→ **Data for this task**:
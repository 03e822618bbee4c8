use byteorder::{LittleEndian, ReadBytesExt, WriteBytesExt};
use std::io::{self, Cursor, Write};

use crate::error::{DecodeSkip, IpfError, Result};

/// Entry compression methods
#[derive(Debug, Clone, Copy, PartialEq, Eq)]
pub enum CompressionMethod {
    Stored,
    Deflate,
    Unknown(u16),
}

impl CompressionMethod {
    pub fn from_u16(value: u16) -> Self {
        match value {
            0 => CompressionMethod::Stored,
            8 => CompressionMethod::Deflate,
            _ => CompressionMethod::Unknown(value),
        }
    }

    pub fn as_u16(&self) -> u16 {
        match self {
            CompressionMethod::Stored => 0,
            CompressionMethod::Deflate => 8,
            CompressionMethod::Unknown(v) => *v,
        }
    }
}

/// End of Central Directory (EOCD) - 22 bytes minimum
#[derive(Debug, Clone, Default, PartialEq, Eq)]
pub struct EndOfCentralDirectory {
    pub disk_number: u16,
    pub disk_with_cd: u16,
    pub disk_entries: u16,
    pub total_entries: u16,
    pub cd_size: u32,
    pub cd_offset: u32,
    pub comment_len: u16,
}

impl EndOfCentralDirectory {
    pub const SIGNATURE: &'static [u8] = b"PK\x05\x06";
    pub const SIZE: usize = 22;

    pub fn from_bytes(data: &[u8]) -> Result<Self> {
        if data.len() < Self::SIZE || &data[0..4] != Self::SIGNATURE {
            return Err(IpfError::Format("invalid end of central directory".into()));
        }

        let mut cursor = Cursor::new(&data[4..]);

        Ok(Self {
            disk_number: cursor.read_u16::<LittleEndian>().map_err(truncated)?,
            disk_with_cd: cursor.read_u16::<LittleEndian>().map_err(truncated)?,
            disk_entries: cursor.read_u16::<LittleEndian>().map_err(truncated)?,
            total_entries: cursor.read_u16::<LittleEndian>().map_err(truncated)?,
            cd_size: cursor.read_u32::<LittleEndian>().map_err(truncated)?,
            cd_offset: cursor.read_u32::<LittleEndian>().map_err(truncated)?,
            comment_len: cursor.read_u16::<LittleEndian>().map_err(truncated)?,
        })
    }

    pub fn write_to<W: Write>(&self, out: &mut W) -> io::Result<()> {
        out.write_all(Self::SIGNATURE)?;
        out.write_u16::<LittleEndian>(self.disk_number)?;
        out.write_u16::<LittleEndian>(self.disk_with_cd)?;
        out.write_u16::<LittleEndian>(self.disk_entries)?;
        out.write_u16::<LittleEndian>(self.total_entries)?;
        out.write_u32::<LittleEndian>(self.cd_size)?;
        out.write_u32::<LittleEndian>(self.cd_offset)?;
        out.write_u16::<LittleEndian>(self.comment_len)
    }

    pub fn is_zip64(&self) -> bool {
        self.disk_entries == 0xFFFF
            || self.total_entries == 0xFFFF
            || self.cd_size == 0xFFFFFFFF
            || self.cd_offset == 0xFFFFFFFF
    }
}

/// ZIP64 End of Central Directory Locator - 20 bytes
#[derive(Debug, Clone, PartialEq, Eq)]
pub struct Zip64EOCDLocator {
    pub disk_with_eocd64: u32,
    pub eocd64_offset: u64,
    pub total_disks: u32,
}

impl Zip64EOCDLocator {
    pub const SIGNATURE: &'static [u8] = b"PK\x06\x07";
    pub const SIZE: usize = 20;

    pub fn from_bytes(data: &[u8]) -> Result<Self> {
        if data.len() < Self::SIZE || &data[0..4] != Self::SIGNATURE {
            return Err(IpfError::Format("invalid zip64 end locator".into()));
        }

        let mut cursor = Cursor::new(&data[4..]);

        Ok(Self {
            disk_with_eocd64: cursor.read_u32::<LittleEndian>().map_err(truncated)?,
            eocd64_offset: cursor.read_u64::<LittleEndian>().map_err(truncated)?,
            total_disks: cursor.read_u32::<LittleEndian>().map_err(truncated)?,
        })
    }

    pub fn write_to<W: Write>(&self, out: &mut W) -> io::Result<()> {
        out.write_all(Self::SIGNATURE)?;
        out.write_u32::<LittleEndian>(self.disk_with_eocd64)?;
        out.write_u64::<LittleEndian>(self.eocd64_offset)?;
        out.write_u32::<LittleEndian>(self.total_disks)
    }
}

/// ZIP64 End of Central Directory - 56 bytes minimum
#[derive(Debug, Clone, PartialEq, Eq)]
pub struct Zip64EOCD {
    pub eocd64_size: u64,
    pub version_made_by: u16,
    pub version_needed: u16,
    pub disk_number: u32,
    pub disk_with_cd: u32,
    pub disk_entries: u64,
    pub total_entries: u64,
    pub cd_size: u64,
    pub cd_offset: u64,
}

impl Zip64EOCD {
    pub const SIGNATURE: &'static [u8] = b"PK\x06\x06";
    pub const MIN_SIZE: usize = 56;

    pub fn from_bytes(data: &[u8]) -> Result<Self> {
        if data.len() < Self::MIN_SIZE || &data[0..4] != Self::SIGNATURE {
            return Err(IpfError::Format("invalid zip64 end of central directory".into()));
        }

        let mut cursor = Cursor::new(&data[4..]);

        Ok(Self {
            eocd64_size: cursor.read_u64::<LittleEndian>().map_err(truncated)?,
            version_made_by: cursor.read_u16::<LittleEndian>().map_err(truncated)?,
            version_needed: cursor.read_u16::<LittleEndian>().map_err(truncated)?,
            disk_number: cursor.read_u32::<LittleEndian>().map_err(truncated)?,
            disk_with_cd: cursor.read_u32::<LittleEndian>().map_err(truncated)?,
            disk_entries: cursor.read_u64::<LittleEndian>().map_err(truncated)?,
            total_entries: cursor.read_u64::<LittleEndian>().map_err(truncated)?,
            cd_size: cursor.read_u64::<LittleEndian>().map_err(truncated)?,
            cd_offset: cursor.read_u64::<LittleEndian>().map_err(truncated)?,
        })
    }

    pub fn write_to<W: Write>(&self, out: &mut W) -> io::Result<()> {
        out.write_all(Self::SIGNATURE)?;
        out.write_u64::<LittleEndian>(self.eocd64_size)?;
        out.write_u16::<LittleEndian>(self.version_made_by)?;
        out.write_u16::<LittleEndian>(self.version_needed)?;
        out.write_u32::<LittleEndian>(self.disk_number)?;
        out.write_u32::<LittleEndian>(self.disk_with_cd)?;
        out.write_u64::<LittleEndian>(self.disk_entries)?;
        out.write_u64::<LittleEndian>(self.total_entries)?;
        out.write_u64::<LittleEndian>(self.cd_size)?;
        out.write_u64::<LittleEndian>(self.cd_offset)
    }
}

/// Central Directory File Header (CDFH) - 46 bytes minimum
pub const CDFH_SIGNATURE: &[u8] = b"PK\x01\x02";
pub const CDFH_MIN_SIZE: usize = 46;

/// Local File Header (LFH) - 30 bytes
pub const LFH_SIGNATURE: &[u8] = b"PK\x03\x04";
pub const LFH_SIZE: usize = 30;

/// Offset of the name length field inside a local header.
pub const LFH_NAME_LEN_OFFSET: usize = 26;

/// Longest stored name the reader accepts.
pub const MAX_NAME_LEN: u16 = 512;

/// Upper bound on entry count before an archive is considered corrupt.
pub const MAX_ENTRIES: usize = 1_000_000;

/// Extra field id for zip64 extended information.
pub const ZIP64_EXTRA_ID: u16 = 0x0001;

/// General purpose flag: names are UTF-8.
pub const FLAG_UTF8: u16 = 0x0800;

/// Version needed for deflate entries (2.0).
pub const VERSION_DEFLATE: u16 = 20;

/// Version needed once zip64 records are present (4.5).
pub const VERSION_ZIP64: u16 = 45;

/// DOS time and date for 1980-01-01 00:00:00.
pub const DOS_EPOCH_TIME: u16 = 0;
pub const DOS_EPOCH_DATE: u16 = (1 << 5) | 1;

/// One archive member.
///
/// Directory-sourced fields are set by the structure scan. The name fields
/// start empty and are filled by the filename pass.
#[derive(Debug, Clone)]
pub struct IpfEntry {
    pub index: usize,
    pub lfh_offset: u64,
    pub compression_method: CompressionMethod,
    pub compressed_size: u64,
    pub uncompressed_size: u64,
    pub crc32: u32,
    pub last_mod_time: u16,
    pub last_mod_date: u16,
    pub encrypted_name: Vec<u8>,
    pub decrypted_name: Option<String>,
    pub name_skip: Option<DecodeSkip>,
}

impl IpfEntry {
    pub(crate) fn from_directory(index: usize, record: DirectoryRecord) -> Self {
        Self {
            index,
            lfh_offset: record.lfh_offset,
            compression_method: record.compression_method,
            compressed_size: record.compressed_size,
            uncompressed_size: record.uncompressed_size,
            crc32: record.crc32,
            last_mod_time: record.last_mod_time,
            last_mod_date: record.last_mod_date,
            encrypted_name: Vec::new(),
            decrypted_name: None,
            name_skip: None,
        }
    }

    /// Placeholder used whenever the real name is unavailable.
    pub fn fallback_name(&self) -> String {
        format!("file_{:04}.bin", self.index)
    }

    /// The name extraction will use: decoded path or the fallback.
    pub fn display_name(&self) -> String {
        self.decrypted_name
            .clone()
            .unwrap_or_else(|| self.fallback_name())
    }

    /// Parse modification date to (year, month, day)
    pub fn mod_date(&self) -> (u16, u8, u8) {
        let day = (self.last_mod_date & 0x1F) as u8;
        let month = ((self.last_mod_date >> 5) & 0x0F) as u8;
        let year = ((self.last_mod_date >> 9) & 0x7F) + 1980;
        (year, month, day)
    }

    /// Parse modification time to (hour, minute, second)
    pub fn mod_time(&self) -> (u8, u8, u8) {
        let second = ((self.last_mod_time & 0x1F) * 2) as u8;
        let minute = ((self.last_mod_time >> 5) & 0x3F) as u8;
        let hour = ((self.last_mod_time >> 11) & 0x1F) as u8;
        (hour, minute, second)
    }
}

/// Fields the central directory is authoritative for.
///
/// The directory's own name bytes are deliberately not kept.
#[derive(Debug, Clone, PartialEq, Eq)]
pub struct DirectoryRecord {
    pub compression_method: CompressionMethod,
    pub compressed_size: u64,
    pub uncompressed_size: u64,
    pub crc32: u32,
    pub lfh_offset: u64,
    pub last_mod_time: u16,
    pub last_mod_date: u16,
}

fn truncated(err: io::Error) -> IpfError {
    IpfError::Format(format!("truncated record: {}", err))
}

#[cfg(test)]
mod tests {
    use super::*;

    #[test]
    fn eocd_survives_write_and_parse() {
        let eocd = EndOfCentralDirectory {
            disk_entries: 3,
            total_entries: 3,
            cd_size: 150,
            cd_offset: 4096,
            ..Default::default()
        };
        let mut buf = Vec::new();
        eocd.write_to(&mut buf).unwrap();
        assert_eq!(buf.len(), EndOfCentralDirectory::SIZE);
        assert_eq!(EndOfCentralDirectory::from_bytes(&buf).unwrap(), eocd);
        assert!(!eocd.is_zip64());
    }

    #[test]
    fn eocd_rejects_wrong_signature() {
        let mut buf = vec![0u8; EndOfCentralDirectory::SIZE];
        buf[0..4].copy_from_slice(b"PK\x03\x04");
        assert!(matches!(
            EndOfCentralDirectory::from_bytes(&buf),
            Err(IpfError::Format(_))
        ));
    }

    #[test]
    fn fallback_name_is_zero_padded() {
        let record = DirectoryRecord {
            compression_method: CompressionMethod::Deflate,
            compressed_size: 0,
            uncompressed_size: 0,
            crc32: 0,
            lfh_offset: 0,
            last_mod_time: DOS_EPOCH_TIME,
            last_mod_date: DOS_EPOCH_DATE,
        };
        let entry = IpfEntry::from_directory(7, record.clone());
        assert_eq!(entry.fallback_name(), "file_0007.bin");
        assert_eq!(entry.display_name(), "file_0007.bin");
        assert_eq!(IpfEntry::from_directory(12345, record).fallback_name(), "file_12345.bin");
    }

    #[test]
    fn dos_epoch_decodes_to_1980() {
        let record = DirectoryRecord {
            compression_method: CompressionMethod::Stored,
            compressed_size: 0,
            uncompressed_size: 0,
            crc32: 0,
            lfh_offset: 0,
            last_mod_time: DOS_EPOCH_TIME,
            last_mod_date: DOS_EPOCH_DATE,
        };
        let entry = IpfEntry::from_directory(0, record);
        assert_eq!(entry.mod_date(), (1980, 1, 1));
        assert_eq!(entry.mod_time(), (0, 0, 0));
    }
}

→ **Task item**:
Pick out each line above that includes "hour" and show it.

→ **Solution to the exercise**:
    /// Parse modification time to (hour, minute, second)
        let hour = ((self.last_mod_time >> 11) & 0x1F) as u8;
        (hour, minute, second)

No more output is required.